Delta's Baby Surprise (Special Forces Elite 1)
Page 19
I had to drive. Drive and think.
Ten
Gretchen
I flipped through my third magazine of the day before throwing it in the recycling bin.
“This is stupid.” I huffed.
I read all my emails. Sorted through junk mail. I thought putting my phone face down would help, but it didn’t. I waited for a call or a text, no matter what I did. I had to find a better way to distract myself.
I hadn’t been able to do one useful thing on my day off. I couldn’t do anything but think about Brett and his hands on my body. The way his mouth felt teasing my skin. I’d never felt anything so possessive and hot in my life.
I looked at my phone, annoyed that I kept checking it. He hadn’t called yet, but why should I count on that? Why was I so convinced he was going to call me? He didn’t owe me anything. It wasn’t as if I hadn’t had dates go bad before. Maybe I had misread the attraction cues. Maybe he was only using me to get back in the dating game. I was like a bad test run, and he realized it wasn’t what he wanted.
He wouldn’t be the first guy to use me.
I didn’t want to remember what had brought me to Havenville. It was a small town, with one area hospital that served a fifty-mile radius. Most medical students didn’t exactly classify it as the ideal place to finish residency. The hospital was lucky to get quality students here. But I eagerly applied for the position. It was the only thing I wanted. I couldn’t remember anywhere else I applied. I had to have this residency. In this town. I did it because I thought I was following Mr. Right.
It was hard not to feel betrayed every time I clocked in for my shift. It was something we were supposed to do together. He had promised me we would work and study medicine together in this tiny town. I felt lured and trapped.
I had no one to blame but myself. I fell for it. I bought the promises. I believed him.
Before we were supposed to move, Mr. Right ended up taking another residency in Seattle, leaving me alone in Havenville. I clenched my jaw, remembering how it felt rolling into town alone. How it felt when I told the landlord I was taking the house by myself. How it felt when I only had half the things I needed to set up the house. Mr. Right had been nothing but heartbreak and disappointment.
I wasn’t enough for him—he made that clear. He wanted the perfect wife to give him the perfect family. A family. That’s all he wanted.
My chest tightened. The memory of why he left made me angry and resentful.
Who was he to make that decision? Who was he to discard me as if I were defective or broken.
After I received the diagnosis he took off as if I were toxic. He hadn’t even been willing to try options or give me a chance. I expelled a giant breath. No one had ever made me feel so useless and worthless.
“Bastard,” I muttered.
I needed to get out of the house.
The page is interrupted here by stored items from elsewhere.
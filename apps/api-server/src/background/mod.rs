//! Background jobs.

pub mod scheduler;

pub use scheduler::{Scheduler, SchedulerConfig};
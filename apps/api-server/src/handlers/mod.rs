//! HTTP handlers and route configuration.

mod health;
mod rate_limits;

use actix_web::web;

use crate::middleware::RateLimitMiddleware;
use crate::state::AppState;

/// Configure all application routes.
///
/// The `api` policy covers the whole `/api` scope except health checks and
/// the admin area, which has its own `admin` policy.
pub fn configure_routes(cfg: &mut web::ServiceConfig, state: &AppState) {
    let limiter = state.rate_limiter.clone();

    cfg.service(
        web::scope("/api")
            .wrap(RateLimitMiddleware::new(
                limiter.clone(),
                state.policies.api.clone(),
            ))
            // Public routes
            .route("/health", web::get().to(health::health_check))
            // Admin routes
            .service(
                web::scope("/admin/rate-limits")
                    .wrap(RateLimitMiddleware::new(limiter, state.policies.admin.clone()))
                    .route("/events", web::get().to(rate_limits::recent_events))
                    .route("/events", web::delete().to(rate_limits::clear_old_events))
                    .route("/suspicious", web::get().to(rate_limits::suspicious_ips))
                    .route("/suspicious/{ip}", web::get().to(rate_limits::flagged_events)),
            ),
    );
}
I threw on a sports bra and tank top with a pair of cropped yoga pants. I laced up my running shoes and left my phone inside the house as I stepped onto the stoop of a front porch. The only way to stop checking my phone was to physically distance myself from it. I had quickly turned into a phone addict this morning. It was pathetic.
I rounded out of the driveway, passing my mailbox as I jogged on my regular route
.
It had taken years, but I had finally accepted that things were better this way. Better alone. Better making it on my own. Without Mr. Right, I could focus on the medicine. Focus on my patients. Focus on all the things in my life that mattered. I knew I had things to offer in a relationship. More than just bearing children. I was smart and determined. I was caring. I was an excellent doctor. So what if I had a diagnosis that didn’t make me mother qualified. If there was one thing I knew, it was that family could be defined in many ways.
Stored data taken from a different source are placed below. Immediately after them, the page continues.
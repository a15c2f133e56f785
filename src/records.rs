//! Record types shared by the acquisition and extraction stages

use crate::error::{IngestError, Result};
use chrono::NaiveDate;
use serde::{Deserialize, Serialize};
use std::collections::HashSet;
use std::path::Path;

/// Video metadata as written by the acquisition tool (`<id>.info.json`)
#[derive(Debug, Clone, PartialEq, Eq, Serialize, Deserialize)]
pub struct VideoDescriptor {
    pub id: String,
    pub title: String,
    pub upload_date: NaiveDate,
}

/// Raw metadata file contents; only the fields the pipeline reads
#[derive(Debug, Clone, Deserialize)]
pub struct RawVideoInfo {
    #[serde(default)]
    pub id: Option<serde_json::Value>,
    #[serde(default)]
    pub title: Option<serde_json::Value>,
    #[serde(default)]
    pub upload_date: Option<serde_json::Value>,
}

impl RawVideoInfo {
    pub fn id(&self) -> Option<&str> {
        self.id.as_ref().and_then(|v| v.as_str()).filter(|s| !s.is_empty())
    }

    pub fn title(&self) -> &str {
        self.title.as_ref().and_then(|v| v.as_str()).unwrap_or("")
    }

    /// Upload date, when present as an eight-digit `YYYYMMDD` string naming a real day
    pub fn upload_date(&self) -> Option<NaiveDate> {
        let raw = self.upload_date.as_ref()?.as_str()?;
        parse_compact_date(raw)
    }

    pub fn into_descriptor(self) -> Option<VideoDescriptor> {
        let id = self.id()?.to_string();
        let upload_date = self.upload_date()?;
        Some(VideoDescriptor {
            title: self.title().to_string(),
            id,
            upload_date,
        })
    }
}

/// Parse the acquisition tool's `YYYYMMDD` date form
pub fn parse_compact_date(raw: &str) -> Option<NaiveDate> {
    if raw.len() != 8 || !raw.bytes().all(|b| b.is_ascii_digit()) {
        return None;
    }
    NaiveDate::parse_from_str(raw, "%Y%m%d").ok()
}

/// Format a date in the acquisition tool's `YYYYMMDD` form
pub fn to_compact_date(date: NaiveDate) -> String {
    date.format("%Y%m%d").to_string()
}

/// A finished review, ready for the downstream merge step
#[derive(Debug, Clone, PartialEq, Serialize, Deserialize)]
#[serde(rename_all = "camelCase")]
pub struct ReviewRecord {
    pub product: String,
    pub manufacturer: String,
    pub category: String,
    pub video_title: String,
    pub video_code: String,
    pub date_released: NaiveDate,
    pub rating: Option<f64>,
}

impl ReviewRecord {
    /// Placeholder written in no-backend mode
    pub fn stub(candidate: &Candidate) -> Self {
        Self {
            product: String::new(),
            manufacturer: String::new(),
            category: String::new(),
            video_title: candidate.video_title.clone(),
            video_code: candidate.video_code.clone(),
            date_released: candidate.date_released,
            rating: None,
        }
    }
}

/// Side-channel entry for a video the backend judged not to be a review
#[derive(Debug, Clone, PartialEq, Serialize, Deserialize)]
#[serde(rename_all = "camelCase")]
pub struct NonReviewRecord {
    pub video_title: String,
    pub video_code: String,
    pub date_released: NaiveDate,
    pub skip_reason: String,
}

/// Side-channel entry for a video whose extraction failed
#[derive(Debug, Clone, PartialEq, Serialize, Deserialize)]
#[serde(rename_all = "camelCase")]
pub struct FailureRecord {
    pub video_code: String,
    pub video_title: String,
    pub error: String,
}

/// A video selected for extraction, with its transcript already prepared
#[derive(Debug, Clone)]
pub struct Candidate {
    pub video_code: String,
    pub video_title: String,
    pub date_released: NaiveDate,
    pub transcript_text: String,
    pub transcript_excerpt: String,
}

impl Candidate {
    pub fn new(video: VideoDescriptor, transcript_text: String, transcript_excerpt: String) -> Self {
        Self {
            video_code: video.id,
            video_title: video.title,
            date_released: video.upload_date,
            transcript_text,
            transcript_excerpt,
        }
    }
}

/// Video codes already present in the production dataset
#[derive(Debug, Clone, Default)]
pub struct ProductionDataset {
    pub video_codes: HashSet<String>,
}

impl ProductionDataset {
    /// Read the dataset; a missing file is an empty dataset.
    ///
    /// Accepts a bare array of reports or an object with a `reports` array.
    pub async fn load(path: &Path) -> Result<Self> {
        let raw = match tokio::fs::read_to_string(path).await {
            Ok(raw) => raw,
            Err(e) if e.kind() == std::io::ErrorKind::NotFound => return Ok(Self::default()),
            Err(e) => return Err(e.into()),
        };

        let json: serde_json::Value = serde_json::from_str(&raw)?;
        let reports = match &json {
            serde_json::Value::Array(items) => items.as_slice(),
            serde_json::Value::Object(map) => match map.get("reports") {
                Some(serde_json::Value::Array(items)) => items.as_slice(),
                _ => &[],
            },
            _ => {
                return Err(IngestError::Dataset {
                    path: path.to_path_buf(),
                    reason: "expected a JSON array or an object with `reports`".to_string(),
                })
            }
        };

        let mut dataset = Self::default();
        for report in reports {
            if let Some(code) = report.get("videoCode").and_then(|v| v.as_str()) {
                if !code.is_empty() {
                    dataset.video_codes.insert(code.to_string());
                }
            }
        }

        Ok(dataset)
    }

    pub fn contains(&self, video_code: &str) -> bool {
        self.video_codes.contains(video_code)
    }

    pub fn len(&self) -> usize {
        self.video_codes.len()
    }

    pub fn is_empty(&self) -> bool {
        self.video_codes.is_empty()
    }
}

#[cfg(test)]
mod tests {
    use super::*;
    use tempfile::TempDir;

    #[test]
    fn test_compact_date() {
        assert_eq!(
            parse_compact_date("20240131"),
            NaiveDate::from_ymd_opt(2024, 1, 31)
        );
        assert_eq!(parse_compact_date("20240231"), None);
        assert_eq!(parse_compact_date("2024-01-31"), None);
        assert_eq!(parse_compact_date(""), None);
        assert_eq!(
            to_compact_date(NaiveDate::from_ymd_opt(2019, 3, 7).unwrap()),
            "20190307"
        );
    }

    #[test]
    fn test_review_record_wire_shape() {
        let record = ReviewRecord {
            product: "Big Mac".to_string(),
            manufacturer: "McDonald's".to_string(),
            category: "Running On Empty".to_string(),
            video_title: "Big Mac Review".to_string(),
            video_code: "abcdefghijk".to_string(),
            date_released: NaiveDate::from_ymd_opt(2024, 5, 1).unwrap(),
            rating: Some(7.5),
        };
        let json = serde_json::to_value(&record).unwrap();
        assert_eq!(json["videoCode"], "abcdefghijk");
        assert_eq!(json["dateReleased"], "2024-05-01");
        assert_eq!(json["rating"], 7.5);
        assert!(json.get("id").is_none());
    }

    #[test]
    fn test_raw_info_tolerates_wrong_types() {
        let info: RawVideoInfo =
            serde_json::from_str(r#"{"id": 42, "title": null, "upload_date": "20240101"}"#).unwrap();
        assert!(info.id().is_none());
        assert_eq!(info.title(), "");
        assert!(info.into_descriptor().is_none());
    }

    #[tokio::test]
    async fn test_dataset_shapes() {
        let dir = TempDir::new().unwrap();

        let missing = ProductionDataset::load(&dir.path().join("nope.json")).await.unwrap();
        assert!(missing.is_empty());

        let array_path = dir.path().join("array.json");
        tokio::fs::write(
            &array_path,
            r#"[{"videoCode": "aaa", "dateReleased": "2020-01-02"}, {"videoCode": ""}, {"dateReleased": "2021-06-01"}]"#,
        )
        .await
        .unwrap();
        let dataset = ProductionDataset::load(&array_path).await.unwrap();
        assert_eq!(dataset.len(), 1);
        assert!(dataset.contains("aaa"));

        let object_path = dir.path().join("object.json");
        tokio::fs::write(&object_path, r#"{"reports": [{"videoCode": "bbb"}]}"#)
            .await
            .unwrap();
        let dataset = ProductionDataset::load(&object_path).await.unwrap();
        assert!(dataset.contains("bbb"));
    }
}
I hopped over a puddle and headed up the sidewalk. It felt good run. It felt good to get away from my phone. It felt to feel the blood rush through my body and the air fill my lungs. I just had to keep running. Keep running, until everything else fell away.
Eleven
Brett
I drove until my truck was almost out of gas. Hours later, the answer wasn’t any different than when I first got behind the wheel. If I didn’t get married, the land and my family’s legacy would be gone before I got back from my next mission. If I did go along with the crazy contract my dad made me sign, I would leave my wife alone to face the feud Cane hadn’t been able to dispel.
On top of that, I needed to get her pregnant. Fuck. I wasn’t ready for any of this.
Neither was a good choice. But I was hungry for Gretchen. Now that I knew her, she was all I could think about. I didn’t know if that meant we should get married. I never expected marriage to come at a cost like this.
There was a time when I ran from my responsibilities. I didn’t want to face the weight of everyone’s expectations. They didn’t see it as a burden. It suffocated me. Corned me. I did the only thing I thought I could do at the time.
I joined the Army after my father passed away and quickly applied for Special Forces school. I knew with my strength and skill I would be able to graduate all the schools. I could file through the ranks faster than most men.